=== Task description ===
Across these entries, count the lines holding the string "crate"; the number is the whole answer.

=== Source data ===
•••

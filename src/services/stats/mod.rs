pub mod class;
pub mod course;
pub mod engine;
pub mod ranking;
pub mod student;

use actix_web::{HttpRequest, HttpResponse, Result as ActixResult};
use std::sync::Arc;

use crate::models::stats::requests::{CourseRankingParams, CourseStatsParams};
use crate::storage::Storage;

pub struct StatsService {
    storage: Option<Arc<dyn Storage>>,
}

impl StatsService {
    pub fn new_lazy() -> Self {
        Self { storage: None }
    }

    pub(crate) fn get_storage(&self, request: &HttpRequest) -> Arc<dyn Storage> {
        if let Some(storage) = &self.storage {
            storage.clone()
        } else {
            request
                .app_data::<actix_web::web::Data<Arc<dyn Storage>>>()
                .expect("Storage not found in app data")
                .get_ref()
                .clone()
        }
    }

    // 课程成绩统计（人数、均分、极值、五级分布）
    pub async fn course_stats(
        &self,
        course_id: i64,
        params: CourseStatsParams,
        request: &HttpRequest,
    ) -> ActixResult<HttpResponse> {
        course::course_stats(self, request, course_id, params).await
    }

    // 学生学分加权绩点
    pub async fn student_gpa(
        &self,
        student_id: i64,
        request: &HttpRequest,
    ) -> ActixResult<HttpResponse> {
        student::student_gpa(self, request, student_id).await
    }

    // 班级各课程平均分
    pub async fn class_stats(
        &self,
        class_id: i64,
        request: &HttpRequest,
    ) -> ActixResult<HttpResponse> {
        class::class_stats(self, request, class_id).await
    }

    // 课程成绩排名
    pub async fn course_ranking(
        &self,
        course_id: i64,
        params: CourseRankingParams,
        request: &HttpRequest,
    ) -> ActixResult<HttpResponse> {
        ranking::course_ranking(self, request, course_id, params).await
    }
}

•••

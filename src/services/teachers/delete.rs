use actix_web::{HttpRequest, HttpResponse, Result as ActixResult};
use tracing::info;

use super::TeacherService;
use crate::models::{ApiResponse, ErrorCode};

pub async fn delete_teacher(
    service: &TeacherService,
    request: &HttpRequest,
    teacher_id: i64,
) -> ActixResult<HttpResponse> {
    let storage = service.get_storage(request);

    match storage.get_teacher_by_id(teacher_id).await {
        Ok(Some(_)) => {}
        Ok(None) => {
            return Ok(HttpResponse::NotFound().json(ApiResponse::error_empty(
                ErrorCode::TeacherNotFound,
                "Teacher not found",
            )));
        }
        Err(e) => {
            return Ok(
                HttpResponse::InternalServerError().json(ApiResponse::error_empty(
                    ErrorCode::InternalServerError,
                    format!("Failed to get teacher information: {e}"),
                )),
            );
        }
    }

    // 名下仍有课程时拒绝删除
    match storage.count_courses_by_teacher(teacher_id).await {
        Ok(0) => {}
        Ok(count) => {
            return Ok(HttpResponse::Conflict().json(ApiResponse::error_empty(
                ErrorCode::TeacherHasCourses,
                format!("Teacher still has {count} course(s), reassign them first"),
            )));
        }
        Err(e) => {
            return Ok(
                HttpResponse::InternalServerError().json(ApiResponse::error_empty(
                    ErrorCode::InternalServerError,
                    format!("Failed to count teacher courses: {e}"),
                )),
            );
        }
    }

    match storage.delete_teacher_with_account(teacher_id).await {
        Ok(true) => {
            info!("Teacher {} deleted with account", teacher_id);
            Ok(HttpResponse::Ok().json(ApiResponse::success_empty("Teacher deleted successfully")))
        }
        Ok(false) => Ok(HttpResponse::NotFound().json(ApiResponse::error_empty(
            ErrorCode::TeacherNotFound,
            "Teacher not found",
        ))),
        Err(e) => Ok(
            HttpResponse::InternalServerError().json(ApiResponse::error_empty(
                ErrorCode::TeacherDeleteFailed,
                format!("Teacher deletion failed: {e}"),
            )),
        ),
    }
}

•••

=== Task response ===
4